Recasting web site content as online mini-stores
eLearningToys.com had $473,000 in online sales in 2004, its first full year–that’s with one URL. But with a total of 250 category-related domain names under ownership, founder Anne Yates is pondering a web strategy that would deploy products, product descriptions and images in product subcategories as independent stores, managing all of their e-commerce functions off one back end.
Yates, formerly a Nortel Networks programmer before launching eLearningToys in July 2003, is working with Stone Edge Technologies, the order management software provider for eLearningToys.com, to utilize a feature on the Stone Edge platform that allows retailers to create web sites on the fly based on their current inventory. “You can say that you want to create a site named this or that, put a logo up there, have store templates built in, push a button and there you go,” she says. “It all feeds right back into Stone Edge’s Order Manager, so you can manage hundreds of stores with one back end.”

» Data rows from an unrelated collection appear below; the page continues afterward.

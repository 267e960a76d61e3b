//! API error type and [`axum::response::IntoResponse`] implementation.

use axum::{
  Json,
  http::StatusCode,
  response::{IntoResponse, Response},
};
use serde_json::json;
use thiserror::Error;

/// An error returned by an API handler.
#[derive(Debug, Error)]
pub enum ApiError {
  #[error("not found: {0}")]
  NotFound(String),

  #[error("bad request: {0}")]
  BadRequest(String),

  /// The write conflicts with existing state; the client should refresh
  /// and retry.
  #[error("conflict: {0}")]
  Conflict(String),

  /// The request was well-formed but fails domain validation.
  #[error("unprocessable: {0}")]
  Unprocessable(String),

  #[error("store error: {0}")]
  Store(#[source] Box<dyn std::error::Error + Send + Sync>),
}

impl From<rota_core::Error> for ApiError {
  fn from(e: rota_core::Error) -> Self {
    use rota_core::Error as E;
    match e {
      E::RequestNotFound(_) => Self::NotFound(e.to_string()),
      E::AlreadyApproved(_) | E::AlreadyRejected(_) | E::SlotAlreadyAssigned(_) => {
        Self::Conflict(e.to_string())
      }
      E::InvalidPeriod(_) => Self::BadRequest(e.to_string()),
      E::TeacherNotFound(_) | E::SelfCoverage | E::Validation(_) => {
        Self::Unprocessable(e.to_string())
      }
    }
  }
}

impl IntoResponse for ApiError {
  fn into_response(self) -> Response {
    let (status, message) = match &self {
      ApiError::NotFound(m) => (StatusCode::NOT_FOUND, m.clone()),
      ApiError::BadRequest(m) => (StatusCode::BAD_REQUEST, m.clone()),
      ApiError::Conflict(m) => (StatusCode::CONFLICT, m.clone()),
      ApiError::Unprocessable(m) => {
        (StatusCode::UNPROCESSABLE_ENTITY, m.clone())
      }
      ApiError::Store(e) => (StatusCode::INTERNAL_SERVER_ERROR, e.to_string()),
    };
    (status, Json(json!({ "error": message }))).into_response()
  }
}
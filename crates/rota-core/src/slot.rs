//! The weekly teaching grid — weekdays, bell periods, and slots.
//!
//! A [`Slot`] is a (weekday, period) coordinate. [`Period`] is bounded at
//! construction and on deserialisation, so any `Slot` held in memory lies
//! inside the 5×8 grid.

use std::fmt;

use serde::{Deserialize, Serialize};
use strum::IntoEnumIterator as _;

use crate::{Error, Result};

// ─── Weekday ─────────────────────────────────────────────────────────────────

/// A teaching day. The grid covers Monday through Friday only.
#[derive(
  Debug,
  Clone,
  Copy,
  PartialEq,
  Eq,
  PartialOrd,
  Ord,
  Hash,
  Serialize,
  Deserialize,
  strum::Display,
  strum::EnumIter,
)]
#[serde(rename_all = "lowercase")]
pub enum Weekday {
  Monday,
  Tuesday,
  Wednesday,
  Thursday,
  Friday,
}

// ─── Period ──────────────────────────────────────────────────────────────────

/// A bell period, 1 through 8.
#[derive(
  Debug, Clone, Copy, PartialEq, Eq, PartialOrd, Ord, Hash, Serialize, Deserialize,
)]
#[serde(try_from = "u8", into = "u8")]
pub struct Period(u8);

impl Period {
  pub const FIRST: u8 = 1;
  pub const LAST: u8 = 8;

  /// Construct a period, rejecting numbers outside the teaching day.
  pub fn new(number: u8) -> Result<Self> {
    if (Self::FIRST..=Self::LAST).contains(&number) {
      Ok(Self(number))
    } else {
      Err(Error::InvalidPeriod(number))
    }
  }

  pub fn number(self) -> u8 { self.0 }

  /// The bell times for this period, from the school timetable.
  pub fn bell_times(self) -> &'static str {
    match self.0 {
      1 => "8:00-8:45",
      2 => "8:50-9:35",
      3 => "9:40-10:25",
      4 => "10:30-11:15",
      5 => "11:20-12:05",
      6 => "12:10-12:55",
      7 => "1:00-1:45",
      _ => "1:50-2:35",
    }
  }

  /// Every period of the teaching day, in order.
  pub fn all() -> impl Iterator<Item = Period> {
    (Self::FIRST..=Self::LAST).map(Period)
  }
}

impl TryFrom<u8> for Period {
  type Error = Error;

  fn try_from(number: u8) -> Result<Self> { Self::new(number) }
}

impl From<Period> for u8 {
  fn from(period: Period) -> u8 { period.0 }
}

impl fmt::Display for Period {
  fn fmt(&self, f: &mut fmt::Formatter<'_>) -> fmt::Result {
    write!(f, "period {}", self.0)
  }
}

// ─── Slot ────────────────────────────────────────────────────────────────────

/// A (weekday, period) coordinate in the weekly grid.
#[derive(
  Debug, Clone, Copy, PartialEq, Eq, PartialOrd, Ord, Hash, Serialize, Deserialize,
)]
pub struct Slot {
  pub day:    Weekday,
  pub period: Period,
}

impl Slot {
  pub fn new(day: Weekday, period: Period) -> Self { Self { day, period } }

  /// Every slot in the week — Monday period 1 through Friday period 8.
  pub fn week() -> impl Iterator<Item = Slot> {
    Weekday::iter()
      .flat_map(|day| Period::all().map(move |period| Slot { day, period }))
  }
}

impl fmt::Display for Slot {
  fn fmt(&self, f: &mut fmt::Formatter<'_>) -> fmt::Result {
    write!(f, "{} {}", self.day, self.period)
  }
}
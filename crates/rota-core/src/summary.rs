//! On-demand read projections over schedule, request, and directory
//! state.
//!
//! Everything here is a pure tally recomputed per call. The stores are
//! the single source of truth and both inputs are small and bounded, so
//! nothing caches.

use std::collections::BTreeMap;

use serde::{Deserialize, Serialize};

use crate::{
  request::{ReliefRequest, RequestStatusKind},
  schedule::{SlotStatus, SlotView},
  teacher::{Department, Teacher},
};

// ─── Schedule ────────────────────────────────────────────────────────────────

/// Slot counts by derived status.
#[derive(
  Debug, Clone, Copy, Default, PartialEq, Eq, Serialize, Deserialize,
)]
pub struct ScheduleSummary {
  pub total:     usize,
  pub available: usize,
  pub assigned:  usize,
  pub requested: usize,
  pub conflict:  usize,
}

impl ScheduleSummary {
  pub fn tally(slots: &[SlotView]) -> Self {
    let mut summary = Self { total: slots.len(), ..Self::default() };
    for view in slots {
      match view.status {
        SlotStatus::Available => summary.available += 1,
        SlotStatus::Assigned => summary.assigned += 1,
        SlotStatus::Requested => summary.requested += 1,
        SlotStatus::Conflict => summary.conflict += 1,
      }
    }
    summary
  }
}

// ─── Requests ────────────────────────────────────────────────────────────────

/// Request counts by lifecycle state.
#[derive(
  Debug, Clone, Copy, Default, PartialEq, Eq, Serialize, Deserialize,
)]
pub struct RequestSummary {
  pub pending:  usize,
  pub approved: usize,
  pub rejected: usize,
}

impl RequestSummary {
  pub fn tally(requests: &[ReliefRequest]) -> Self {
    let mut summary = Self::default();
    for request in requests {
      match request.status.kind() {
        RequestStatusKind::Pending => summary.pending += 1,
        RequestStatusKind::Approved => summary.approved += 1,
        RequestStatusKind::Rejected => summary.rejected += 1,
      }
    }
    summary
  }
}

// ─── Directory ───────────────────────────────────────────────────────────────

/// Teacher head-count per department, for the directory roll-up.
pub fn department_counts(teachers: &[Teacher]) -> BTreeMap<Department, usize> {
  let mut counts = BTreeMap::new();
  for teacher in teachers {
    *counts.entry(teacher.department).or_insert(0) += 1;
  }
  counts
}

Yates hopes to roll out some of her 250 toy-related domain names as subcategory-specific online stores that are also linked to the main site: a building blocks store, for example. The idea is not to try to build a brand with each subcategory site, but to build the brand of the main site as a gateway to the subsites. The marketing benefit to raising subcategories to the status of independent stores even though they also remain linked to the main site is that it gives search engines another way to find the products in addition to accessing them through the main site.
“Essentially, it brings subcategories up to a higher level,” says Yates. “If you have a store with 5,000 items, this says, let’s take the 100 items in this subcategory, call it a store and bring it up one level. So those items then become more important to the search engine.”